Yang ditanya pun menggeleng secara bersamaan. “Tidak.”

“Syukurlah. Aku khawatir kalian belum terbiasa lagi, mengingat lamanya kalian meninggalkan dunia ini. Tapi kondisi kalian secara mengejutkan masih fit setelah berolahraga berjam-jam. Aku heran.” Liam menaikkan satu alisnya. “Kecuali Lily, ia memang sedikit-”

“Lily kenapa?” potong Harry kontan menatap wanita disebelahnya itu.

Lily tampak gugup. “A-aku baik-baik saja…” Ia menatap Liam dengan penuh ekspetasi.

Liam lantas membuka mulut, mengingat sesuatu di benaknya sebelum menggeleng. “Maksudku, Lily terlihat lebih bugar. She’s fine.” Ia tersenyum meyakinkan.

That’s good to hear.” Harry melempar senyum yang dibalas oleh istrinya itu. Pantas saja ia semangat sekali, batinnya dalam hati.

“Oh iya, aku ke sini juga mau menyampaikan pesan dari Bos Hugo. Tiga puluh menit sesudah bertanding, kalian harus ke ruanganku segera.” Liam memasukkan tangannya ke saku jas lab yang ia pakai. “Aku pergi dulu.”

Harry dan Lily kontan mengernyit.

“Apa dia bilang? Bertanding?” tanya Lily memperhatikan punggung Liam yang kini menjauh.

“Entahlah.”

Setelah beristirahat sejenak, dua penjaga yang sama menyuruh Harry dan Lily untuk kembali menjalani kegiatan mereka sebelumnya. Tapi sesi kali ini ternyata berbeda.

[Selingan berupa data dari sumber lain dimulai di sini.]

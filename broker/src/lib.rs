//! Authenticates local users through a privileged helper process and, on
//! request, starts a worker running as the authenticated user.
//!
//! The broker itself never touches PAM. Each attempt spawns `runas-helper`,
//! hands it one request frame over stdin and either reads one reply frame back
//! ([`Broker::authenticate_only`]) or gives the running helper to the caller as
//! a [`WorkerProcess`] ([`Broker::authenticate_and_run`]).

mod broker;
mod classify;
mod config;
mod error;
mod exit_codes;
mod launcher;
mod messages;
mod process;
mod process_group;

pub use broker::AttemptState;
pub use broker::AuthOutcome;
pub use broker::Broker;
pub use broker::Credentials;
pub use broker::RunSpec;
pub use classify::Authenticated;
pub use classify::classify;
pub use config::BrokerConfig;
pub use config::BrokerConfigToml;
pub use config::DEFAULT_FORWARD_ENV;
pub use config::DEFAULT_HELPER_NAME;
pub use config::DEFAULT_PROBE_TIMEOUT;
pub use config::DEFAULT_REPLY_READ_TIMEOUT;
pub use config::DEFAULT_REQUEST_WRITE_TIMEOUT;
pub use error::BrokerError;
pub use error::CredentialSource;
pub use error::FailureKind;
pub use error::Result;
pub use exit_codes::ExitCodeTable;
pub use exit_codes::HELPER_EXIT_BAD_INPUT;
pub use exit_codes::HELPER_EXIT_INIT_FAILED;
pub use exit_codes::HELPER_EXIT_NO_INPUT;
pub use exit_codes::HELPER_EXIT_OK;
pub use launcher::HelperMode;
pub use launcher::QUIET_FLAG;
pub use messages::DefaultMessages;
pub use messages::ERROR_AUTH_BAD_INPUT;
pub use messages::ERROR_AUTH_INIT_FAILED;
pub use messages::ERROR_AUTH_NO_INPUT;
pub use messages::ERROR_INPUT_FORMAT_INVALID;
pub use messages::ERROR_MESSAGE_TYPE_INVALID;
pub use messages::MessageCatalog;
pub use process::WorkerProcess;
pub use runas_broker_protocol::Secret;
use std::path::Path;
use std::path::PathBuf;
use std::process::Stdio;

use tokio::process::Command;
use tracing::trace;

use crate::config::BrokerConfig;
use crate::error::BrokerError;
use crate::error::Result;
use crate::process::HelperProcess;

/// Tells the helper to exec the requested program after authenticating and to
/// suppress reply frames, since nobody reads them on that path.
pub const QUIET_FLAG: &str = "-q";

#[derive(Debug, Clone, Copy, PartialEq, Eq)]
pub enum HelperMode {
    /// Authenticate and report; the helper exits and replies with one frame.
    Probe,
    /// Authenticate and exec the worker; the helper becomes the caller's process.
    Run,
}

impl HelperMode {
    pub fn args(self) -> &'static [&'static str] {
        match self {
            HelperMode::Probe => &[],
            HelperMode::Run => &[QUIET_FLAG],
        }
    }
}

/// Starts the privileged helper with piped stdio.
#[derive(Debug, Clone)]
pub(crate) struct HelperLauncher {
    helper_path: Option<PathBuf>,
    helper_name: String,
    forward_env: Vec<String>,
}

impl HelperLauncher {
    pub(crate) fn new(config: &BrokerConfig) -> Self {
        Self {
            helper_path: config.helper_path.clone(),
            helper_name: config.helper_name.clone(),
            forward_env: config.forward_env.clone(),
        }
    }

    pub(crate) fn launch(&self, mode: HelperMode) -> Result<HelperProcess> {
        let path = self.resolve_helper_path()?;
        trace!("launching authentication helper {path:?} in {mode:?} mode");

        let mut command = Command::new(&path);
        command.args(mode.args());
        command.env_clear();
        for key in &self.forward_env {
            if let Some(value) = std::env::var_os(key) {
                command.env(key, value);
            }
        }
        command
            .stdin(Stdio::piped())
            .stdout(Stdio::piped())
            .stderr(Stdio::piped());
        // A probe helper must never outlive the attempt; a run helper belongs to
        // the caller once the request is written.
        command.kill_on_drop(mode == HelperMode::Probe);

        #[cfg(unix)]
        {
            let die_with_parent = mode == HelperMode::Probe;
            let parent_pid = unsafe { libc::getpid() };
            unsafe {
                command.pre_exec(move || {
                    crate::process_group::prepare_helper_child(parent_pid, die_with_parent)
                });
            }
        }

        let child = command.spawn().map_err(|source| BrokerError::Launch {
            path: path.clone(),
            source,
        })?;
        Ok(HelperProcess::new(child, mode))
    }

    /// The configured absolute path, else the helper next to our own executable.
    /// Neither `PATH` nor the working directory is ever consulted.
    pub(crate) fn resolve_helper_path(&self) -> Result<PathBuf> {
        if let Some(path) = &self.helper_path {
            return Ok(path.clone());
        }

        let exe = std::env::current_exe().map_err(|source| BrokerError::Launch {
            path: PathBuf::from(&self.helper_name),
            source,
        })?;
        let install_dir = exe.parent().unwrap_or_else(|| Path::new("/"));
        Ok(install_dir.join(&self.helper_name))
    }
}
use std::collections::BTreeMap;
use std::fmt;
use std::io;

use serde::Deserialize;
use serde::Serialize;
use zeroize::Zeroizing;

use crate::response::ProtocolError;

/// Message name the helper dispatches on for authenticate-only requests.
const AUTH_ONLY_MESSAGE: &str = "AuthOnly";

/// Message name the helper dispatches on for authenticate-and-run requests.
const AUTH_AND_RUN_MESSAGE: &str = "AuthAndRun";

/// A user's password. The backing buffer is wiped when dropped and the value
/// never shows up in `Debug` output.
pub struct Secret(Zeroizing<String>);

impl Secret {
    pub fn new(value: impl Into<String>) -> Self {
        Self(Zeroizing::new(value.into()))
    }

    pub fn expose(&self) -> &str {
        self.0.as_str()
    }

    pub fn is_empty(&self) -> bool {
        self.0.is_empty()
    }
}

impl From<String> for Secret {
    fn from(value: String) -> Self {
        Self::new(value)
    }
}

impl From<&str> for Secret {
    fn from(value: &str) -> Self {
        Self::new(value)
    }
}

impl fmt::Debug for Secret {
    fn fmt(&self, f: &mut fmt::Formatter<'_>) -> fmt::Result {
        f.write_str("Secret(<redacted>)")
    }
}

impl PartialEq for Secret {
    fn eq(&self, other: &Self) -> bool {
        constant_time_eq::constant_time_eq(self.0.as_bytes(), other.0.as_bytes())
    }
}

impl Eq for Secret {}

/// One request frame sent from the broker to the helper.
#[derive(Debug, PartialEq, Eq)]
pub enum AuthRequest {
    /// Authenticate, then have the helper exec the target program as the user.
    Run {
        username: String,
        secret: Secret,
        arguments: Vec<String>,
        environment: BTreeMap<String, String>,
    },
    /// Authenticate only and report the user's profile directory.
    Probe { username: String, secret: Secret },
}

#[derive(Serialize)]
#[serde(rename_all = "camelCase")]
struct WireRequestRef<'a> {
    name: &'static str,
    username: &'a str,
    password: &'a str,
    #[serde(skip_serializing_if = "Option::is_none")]
    arguments: Option<&'a [String]>,
    #[serde(skip_serializing_if = "Option::is_none")]
    environment: Option<Vec<String>>,
}

#[derive(Deserialize)]
#[serde(rename_all = "camelCase")]
struct WireRequest {
    name: String,
    username: String,
    password: String,
    #[serde(default)]
    arguments: Option<Vec<String>>,
    #[serde(default)]
    environment: Option<Vec<String>>,
}

impl AuthRequest {
    pub fn username(&self) -> &str {
        match self {
            AuthRequest::Run { username, .. } | AuthRequest::Probe { username, .. } => username,
        }
    }

    /// The `name` field written on the wire.
    pub fn message_name(&self) -> &'static str {
        match self {
            AuthRequest::Run { .. } => AUTH_AND_RUN_MESSAGE,
            AuthRequest::Probe { .. } => AUTH_ONLY_MESSAGE,
        }
    }

    /// Serialize to the JSON payload of a request frame. The returned buffer
    /// holds the password and is wiped on drop.
    pub fn encode(&self) -> Result<Zeroizing<Vec<u8>>, ProtocolError> {
        let wire = match self {
            AuthRequest::Run {
                username,
                secret,
                arguments,
                environment,
            } => WireRequestRef {
                name: AUTH_AND_RUN_MESSAGE,
                username,
                password: secret.expose(),
                arguments: Some(arguments.as_slice()),
                environment: Some(
                    environment
                        .iter()
                        .map(|(key, value)| format!("{key}={value}"))
                        .collect(),
                ),
            },
            AuthRequest::Probe { username, secret } => WireRequestRef {
                name: AUTH_ONLY_MESSAGE,
                username,
                password: secret.expose(),
                arguments: None,
                environment: None,
            },
        };

        // The buffer must never grow: a reallocation leaves the old, unwiped
        // allocation behind. Measure first, then serialize into an exact fit.
        let mut counter = ByteCounter::default();
        serde_json::to_writer(&mut counter, &wire).map_err(ProtocolError::Json)?;
        let mut buf = Zeroizing::new(Vec::with_capacity(counter.len));
        serde_json::to_writer(&mut *buf, &wire).map_err(ProtocolError::Json)?;
        Ok(buf)
    }

    /// Parse a request frame payload, as the helper does.
    pub fn decode(payload: &[u8]) -> Result<Self, ProtocolError> {
        let WireRequest {
            name,
            username,
            password,
            arguments,
            environment,
        } = serde_json::from_slice(payload).map_err(ProtocolError::Json)?;
        let secret = Secret::new(password);

        match name.as_str() {
            AUTH_ONLY_MESSAGE => Ok(AuthRequest::Probe { username, secret }),
            AUTH_AND_RUN_MESSAGE => {
                let arguments = arguments.ok_or(ProtocolError::MissingField("arguments"))?;
                let environment = environment
                    .ok_or(ProtocolError::MissingField("environment"))?
                    .into_iter()
                    .map(parse_environment_entry)
                    .collect::<Result<BTreeMap<_, _>, _>>()?;
                Ok(AuthRequest::Run {
                    username,
                    secret,
                    arguments,
                    environment,
                })
            }
            _ => Err(ProtocolError::UnknownMessage(name)),
        }
    }
}

/// Discards everything written to it, keeping only the byte count.
#[derive(Default)]
struct ByteCounter {
    len: usize,
}

impl io::Write for ByteCounter {
    fn write(&mut self, buf: &[u8]) -> io::Result<usize> {
        self.len += buf.len();
        Ok(buf.len())
    }

    fn flush(&mut self) -> io::Result<()> {
        Ok(())
    }
}

/// Splits `KEY=VALUE` at the first `=`; the value may contain more of them.
fn parse_environment_entry(entry: String) -> Result<(String, String), ProtocolError> {
    match entry.split_once('=') {
        Some((key, value)) if !key.is_empty() => Ok((key.to_string(), value.to_string())),
        _ => Err(ProtocolError::MalformedEnvironment(entry)),
    }
}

“Apa? aku dan Lily harus bertanding?!”

“Benar, Tuan Styles. Bertanding satu lawan satu. Tuan Besar akan menyaksikan anda berdua dari jendela pengawas di sana,” tunjuknya pada jendela hitam legam yang tidak terlalu jauh di belakang ruangan. Namun pandangan dari posisi mereka tidak bisa menembus ke dalam.

Lily menggerutu pelan, nyaris berbisik. Mau tak mau ia dan Harry harus menurut.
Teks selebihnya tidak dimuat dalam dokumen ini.